:: WORKING DATA

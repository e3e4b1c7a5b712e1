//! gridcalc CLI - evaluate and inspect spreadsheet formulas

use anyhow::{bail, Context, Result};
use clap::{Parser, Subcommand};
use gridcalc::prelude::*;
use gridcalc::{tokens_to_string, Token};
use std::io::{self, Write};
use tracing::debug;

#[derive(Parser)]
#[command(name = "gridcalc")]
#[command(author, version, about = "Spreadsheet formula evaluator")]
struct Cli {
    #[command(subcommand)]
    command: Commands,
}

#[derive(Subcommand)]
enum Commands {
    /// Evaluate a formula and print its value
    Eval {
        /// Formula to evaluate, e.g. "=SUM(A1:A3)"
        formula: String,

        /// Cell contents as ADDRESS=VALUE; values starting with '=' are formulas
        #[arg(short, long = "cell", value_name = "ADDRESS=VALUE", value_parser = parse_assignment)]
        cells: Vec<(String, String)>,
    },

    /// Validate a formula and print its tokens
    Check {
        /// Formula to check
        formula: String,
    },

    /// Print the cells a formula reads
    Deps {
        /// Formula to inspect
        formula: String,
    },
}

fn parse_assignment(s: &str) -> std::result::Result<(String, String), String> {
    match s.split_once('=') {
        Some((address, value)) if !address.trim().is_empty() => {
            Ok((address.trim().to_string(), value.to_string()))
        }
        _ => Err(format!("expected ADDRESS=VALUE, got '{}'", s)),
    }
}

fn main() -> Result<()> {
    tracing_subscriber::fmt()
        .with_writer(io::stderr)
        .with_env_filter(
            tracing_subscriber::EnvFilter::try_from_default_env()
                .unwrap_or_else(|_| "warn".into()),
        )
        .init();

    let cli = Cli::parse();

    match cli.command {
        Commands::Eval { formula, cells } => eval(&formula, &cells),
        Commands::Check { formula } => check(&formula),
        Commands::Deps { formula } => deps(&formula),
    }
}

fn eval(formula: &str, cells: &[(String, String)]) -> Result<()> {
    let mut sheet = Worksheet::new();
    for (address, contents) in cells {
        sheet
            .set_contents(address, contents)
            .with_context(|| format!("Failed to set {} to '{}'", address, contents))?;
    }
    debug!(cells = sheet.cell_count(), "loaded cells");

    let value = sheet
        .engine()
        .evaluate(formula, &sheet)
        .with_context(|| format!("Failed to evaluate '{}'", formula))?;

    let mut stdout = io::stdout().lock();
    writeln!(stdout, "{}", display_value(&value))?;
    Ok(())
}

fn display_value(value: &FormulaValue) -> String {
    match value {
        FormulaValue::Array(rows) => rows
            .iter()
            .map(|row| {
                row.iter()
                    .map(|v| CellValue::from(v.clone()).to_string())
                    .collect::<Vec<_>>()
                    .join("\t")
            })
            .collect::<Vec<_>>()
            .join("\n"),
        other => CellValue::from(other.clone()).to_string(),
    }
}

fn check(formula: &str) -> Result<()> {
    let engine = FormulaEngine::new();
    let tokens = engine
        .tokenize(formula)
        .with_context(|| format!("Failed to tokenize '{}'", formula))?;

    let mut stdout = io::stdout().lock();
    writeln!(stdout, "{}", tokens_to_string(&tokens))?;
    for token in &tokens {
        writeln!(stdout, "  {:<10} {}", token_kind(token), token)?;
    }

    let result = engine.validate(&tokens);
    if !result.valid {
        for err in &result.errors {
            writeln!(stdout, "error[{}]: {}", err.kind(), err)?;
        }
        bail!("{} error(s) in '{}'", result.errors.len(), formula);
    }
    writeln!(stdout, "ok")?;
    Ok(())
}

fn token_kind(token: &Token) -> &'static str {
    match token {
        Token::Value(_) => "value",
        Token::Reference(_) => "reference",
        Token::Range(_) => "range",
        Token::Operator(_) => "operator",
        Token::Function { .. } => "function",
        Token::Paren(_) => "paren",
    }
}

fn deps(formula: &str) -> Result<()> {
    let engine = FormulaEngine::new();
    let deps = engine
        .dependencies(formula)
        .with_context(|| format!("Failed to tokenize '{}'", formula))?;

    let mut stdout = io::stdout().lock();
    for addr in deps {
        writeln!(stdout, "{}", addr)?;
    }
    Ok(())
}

::::
:: WORKING DATA

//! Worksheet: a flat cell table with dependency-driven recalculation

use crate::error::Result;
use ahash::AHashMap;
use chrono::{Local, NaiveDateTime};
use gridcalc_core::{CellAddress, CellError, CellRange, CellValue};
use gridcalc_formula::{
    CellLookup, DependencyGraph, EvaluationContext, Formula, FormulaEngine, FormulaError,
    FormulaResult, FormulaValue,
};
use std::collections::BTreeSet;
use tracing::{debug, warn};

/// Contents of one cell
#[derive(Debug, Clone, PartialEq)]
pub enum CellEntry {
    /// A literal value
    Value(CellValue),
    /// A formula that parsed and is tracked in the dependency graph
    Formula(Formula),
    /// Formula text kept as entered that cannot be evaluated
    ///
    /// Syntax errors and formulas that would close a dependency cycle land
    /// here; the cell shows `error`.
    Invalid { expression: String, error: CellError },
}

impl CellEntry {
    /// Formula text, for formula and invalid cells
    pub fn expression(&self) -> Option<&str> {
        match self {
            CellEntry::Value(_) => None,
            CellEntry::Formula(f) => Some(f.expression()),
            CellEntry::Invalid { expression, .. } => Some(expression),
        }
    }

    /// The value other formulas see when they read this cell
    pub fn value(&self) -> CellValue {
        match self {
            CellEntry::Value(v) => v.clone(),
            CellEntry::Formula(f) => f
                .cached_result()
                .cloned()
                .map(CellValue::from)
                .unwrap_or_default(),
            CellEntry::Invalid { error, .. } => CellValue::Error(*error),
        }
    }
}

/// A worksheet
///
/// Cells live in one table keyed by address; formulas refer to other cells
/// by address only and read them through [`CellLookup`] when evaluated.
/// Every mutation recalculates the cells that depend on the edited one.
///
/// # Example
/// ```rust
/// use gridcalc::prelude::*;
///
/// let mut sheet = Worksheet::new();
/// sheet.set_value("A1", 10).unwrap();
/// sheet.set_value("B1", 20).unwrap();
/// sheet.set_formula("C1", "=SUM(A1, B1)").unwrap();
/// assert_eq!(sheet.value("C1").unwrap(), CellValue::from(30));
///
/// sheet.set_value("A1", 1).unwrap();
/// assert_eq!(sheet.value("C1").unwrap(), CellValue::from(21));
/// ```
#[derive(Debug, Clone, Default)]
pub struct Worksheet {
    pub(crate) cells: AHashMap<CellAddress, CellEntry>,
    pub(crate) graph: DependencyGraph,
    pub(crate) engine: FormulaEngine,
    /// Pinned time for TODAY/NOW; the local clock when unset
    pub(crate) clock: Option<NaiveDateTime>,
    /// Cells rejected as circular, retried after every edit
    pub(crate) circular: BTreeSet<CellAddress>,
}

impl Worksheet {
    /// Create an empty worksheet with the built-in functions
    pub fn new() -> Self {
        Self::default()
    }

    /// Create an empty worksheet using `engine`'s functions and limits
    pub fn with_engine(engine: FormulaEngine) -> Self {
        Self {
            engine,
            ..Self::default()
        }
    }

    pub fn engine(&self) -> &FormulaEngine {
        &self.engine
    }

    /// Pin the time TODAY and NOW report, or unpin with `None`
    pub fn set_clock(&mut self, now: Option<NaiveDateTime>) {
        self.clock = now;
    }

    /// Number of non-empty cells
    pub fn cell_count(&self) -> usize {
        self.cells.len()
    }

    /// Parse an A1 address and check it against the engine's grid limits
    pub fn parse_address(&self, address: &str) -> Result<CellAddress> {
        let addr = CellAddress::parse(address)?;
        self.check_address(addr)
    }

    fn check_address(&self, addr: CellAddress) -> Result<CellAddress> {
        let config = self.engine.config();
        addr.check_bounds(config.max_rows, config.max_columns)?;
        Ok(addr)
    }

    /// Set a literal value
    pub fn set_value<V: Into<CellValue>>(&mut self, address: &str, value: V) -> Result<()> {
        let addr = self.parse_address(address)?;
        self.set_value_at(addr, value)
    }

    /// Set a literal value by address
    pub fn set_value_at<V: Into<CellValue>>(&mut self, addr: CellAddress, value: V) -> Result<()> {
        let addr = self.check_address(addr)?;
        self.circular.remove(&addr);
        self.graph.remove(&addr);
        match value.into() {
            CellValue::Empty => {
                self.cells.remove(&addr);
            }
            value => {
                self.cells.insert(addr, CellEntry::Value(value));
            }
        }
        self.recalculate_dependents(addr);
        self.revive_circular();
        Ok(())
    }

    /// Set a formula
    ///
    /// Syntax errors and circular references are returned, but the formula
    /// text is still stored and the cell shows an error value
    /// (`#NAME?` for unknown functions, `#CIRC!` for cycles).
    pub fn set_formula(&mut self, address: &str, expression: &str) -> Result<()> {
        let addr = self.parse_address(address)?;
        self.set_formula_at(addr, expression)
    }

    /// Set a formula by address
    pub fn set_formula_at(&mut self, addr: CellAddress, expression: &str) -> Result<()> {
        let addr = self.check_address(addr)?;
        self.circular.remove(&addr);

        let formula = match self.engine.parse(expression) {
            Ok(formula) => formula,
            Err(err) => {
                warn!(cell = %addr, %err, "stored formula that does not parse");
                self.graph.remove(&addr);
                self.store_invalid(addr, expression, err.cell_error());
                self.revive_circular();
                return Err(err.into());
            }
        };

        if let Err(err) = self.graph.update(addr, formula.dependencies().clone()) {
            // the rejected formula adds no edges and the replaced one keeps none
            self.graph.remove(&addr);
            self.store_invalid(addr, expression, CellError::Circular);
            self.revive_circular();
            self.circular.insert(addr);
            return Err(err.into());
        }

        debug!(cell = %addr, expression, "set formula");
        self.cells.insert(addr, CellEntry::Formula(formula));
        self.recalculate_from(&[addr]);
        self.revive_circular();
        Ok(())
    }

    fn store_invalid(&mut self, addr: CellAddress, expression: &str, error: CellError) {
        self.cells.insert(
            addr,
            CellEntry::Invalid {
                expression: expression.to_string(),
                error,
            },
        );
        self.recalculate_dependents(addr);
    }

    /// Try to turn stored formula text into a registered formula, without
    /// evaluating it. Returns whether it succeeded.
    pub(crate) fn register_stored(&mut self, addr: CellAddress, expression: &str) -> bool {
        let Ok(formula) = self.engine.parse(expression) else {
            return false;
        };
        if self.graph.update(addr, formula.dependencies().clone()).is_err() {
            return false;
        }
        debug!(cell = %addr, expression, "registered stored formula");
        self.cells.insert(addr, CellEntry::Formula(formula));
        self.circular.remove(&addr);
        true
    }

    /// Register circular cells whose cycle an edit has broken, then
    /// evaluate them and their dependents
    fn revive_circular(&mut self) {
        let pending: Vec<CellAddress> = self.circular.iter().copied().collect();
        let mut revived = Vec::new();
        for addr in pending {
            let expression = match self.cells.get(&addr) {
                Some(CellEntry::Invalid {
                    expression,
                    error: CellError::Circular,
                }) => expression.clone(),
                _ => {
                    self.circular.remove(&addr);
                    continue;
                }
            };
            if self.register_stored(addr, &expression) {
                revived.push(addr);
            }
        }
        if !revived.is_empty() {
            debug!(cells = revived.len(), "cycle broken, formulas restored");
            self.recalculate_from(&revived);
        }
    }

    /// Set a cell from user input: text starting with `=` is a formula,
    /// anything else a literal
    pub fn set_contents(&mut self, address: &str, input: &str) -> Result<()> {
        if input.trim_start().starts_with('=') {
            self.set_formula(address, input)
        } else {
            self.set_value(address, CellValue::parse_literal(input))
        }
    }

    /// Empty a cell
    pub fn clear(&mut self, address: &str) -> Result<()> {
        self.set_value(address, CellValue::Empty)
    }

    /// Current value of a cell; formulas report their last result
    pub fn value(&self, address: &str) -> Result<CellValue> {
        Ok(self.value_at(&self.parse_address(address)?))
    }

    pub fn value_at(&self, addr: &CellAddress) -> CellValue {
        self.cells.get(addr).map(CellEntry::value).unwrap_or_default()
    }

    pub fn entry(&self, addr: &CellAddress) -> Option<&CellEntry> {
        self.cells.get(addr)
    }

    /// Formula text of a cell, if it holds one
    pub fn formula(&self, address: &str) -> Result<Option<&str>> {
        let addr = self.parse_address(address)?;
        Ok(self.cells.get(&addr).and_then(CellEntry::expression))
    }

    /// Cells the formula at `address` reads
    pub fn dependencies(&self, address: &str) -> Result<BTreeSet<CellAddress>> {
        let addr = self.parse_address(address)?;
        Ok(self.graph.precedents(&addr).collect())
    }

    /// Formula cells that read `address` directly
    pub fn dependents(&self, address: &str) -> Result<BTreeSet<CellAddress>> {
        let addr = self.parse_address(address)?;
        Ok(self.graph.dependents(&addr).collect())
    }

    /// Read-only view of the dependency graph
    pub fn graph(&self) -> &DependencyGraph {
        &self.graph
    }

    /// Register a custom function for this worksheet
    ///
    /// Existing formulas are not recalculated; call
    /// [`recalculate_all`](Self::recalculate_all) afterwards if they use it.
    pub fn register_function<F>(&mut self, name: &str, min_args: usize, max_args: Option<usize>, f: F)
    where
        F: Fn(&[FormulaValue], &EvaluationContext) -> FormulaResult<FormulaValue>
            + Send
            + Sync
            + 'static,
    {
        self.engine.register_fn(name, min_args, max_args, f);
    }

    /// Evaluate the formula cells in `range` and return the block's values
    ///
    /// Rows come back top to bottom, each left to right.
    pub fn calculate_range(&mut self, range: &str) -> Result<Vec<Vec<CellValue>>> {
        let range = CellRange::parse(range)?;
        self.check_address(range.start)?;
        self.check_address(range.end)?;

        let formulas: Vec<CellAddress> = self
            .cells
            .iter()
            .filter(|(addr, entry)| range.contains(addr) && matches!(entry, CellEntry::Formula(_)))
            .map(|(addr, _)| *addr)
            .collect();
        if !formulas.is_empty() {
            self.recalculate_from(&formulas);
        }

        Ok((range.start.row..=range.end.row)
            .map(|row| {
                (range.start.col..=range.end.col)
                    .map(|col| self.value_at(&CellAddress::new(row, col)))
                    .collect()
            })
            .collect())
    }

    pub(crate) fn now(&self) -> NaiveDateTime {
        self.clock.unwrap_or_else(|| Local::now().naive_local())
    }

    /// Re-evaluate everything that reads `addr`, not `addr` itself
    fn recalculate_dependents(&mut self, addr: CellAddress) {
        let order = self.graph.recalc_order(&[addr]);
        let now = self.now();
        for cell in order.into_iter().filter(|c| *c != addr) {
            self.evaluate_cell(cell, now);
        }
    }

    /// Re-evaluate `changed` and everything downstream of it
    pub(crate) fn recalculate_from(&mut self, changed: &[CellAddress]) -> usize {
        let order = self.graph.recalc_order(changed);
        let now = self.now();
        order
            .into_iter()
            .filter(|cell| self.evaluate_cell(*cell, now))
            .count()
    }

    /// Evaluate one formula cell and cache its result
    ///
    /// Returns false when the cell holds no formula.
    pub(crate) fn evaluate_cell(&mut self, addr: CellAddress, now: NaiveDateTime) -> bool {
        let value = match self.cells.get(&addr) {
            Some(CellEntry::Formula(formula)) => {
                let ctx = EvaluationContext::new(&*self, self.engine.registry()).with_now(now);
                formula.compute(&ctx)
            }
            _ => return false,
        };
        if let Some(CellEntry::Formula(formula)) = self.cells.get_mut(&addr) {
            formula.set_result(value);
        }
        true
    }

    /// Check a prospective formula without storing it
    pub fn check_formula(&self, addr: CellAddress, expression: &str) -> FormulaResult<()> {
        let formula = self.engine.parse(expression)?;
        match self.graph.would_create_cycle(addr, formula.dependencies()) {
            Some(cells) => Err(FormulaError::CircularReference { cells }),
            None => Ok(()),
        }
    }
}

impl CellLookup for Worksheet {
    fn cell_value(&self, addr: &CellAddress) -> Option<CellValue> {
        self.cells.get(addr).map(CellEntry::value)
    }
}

::::

* EXERCISE
Copy out the lines of the records above in which the string "update" appears.

* RESULT
        if let Err(err) = self.graph.update(addr, formula.dependencies().clone()) {
        if self.graph.update(addr, formula.dependencies().clone()).is_err() {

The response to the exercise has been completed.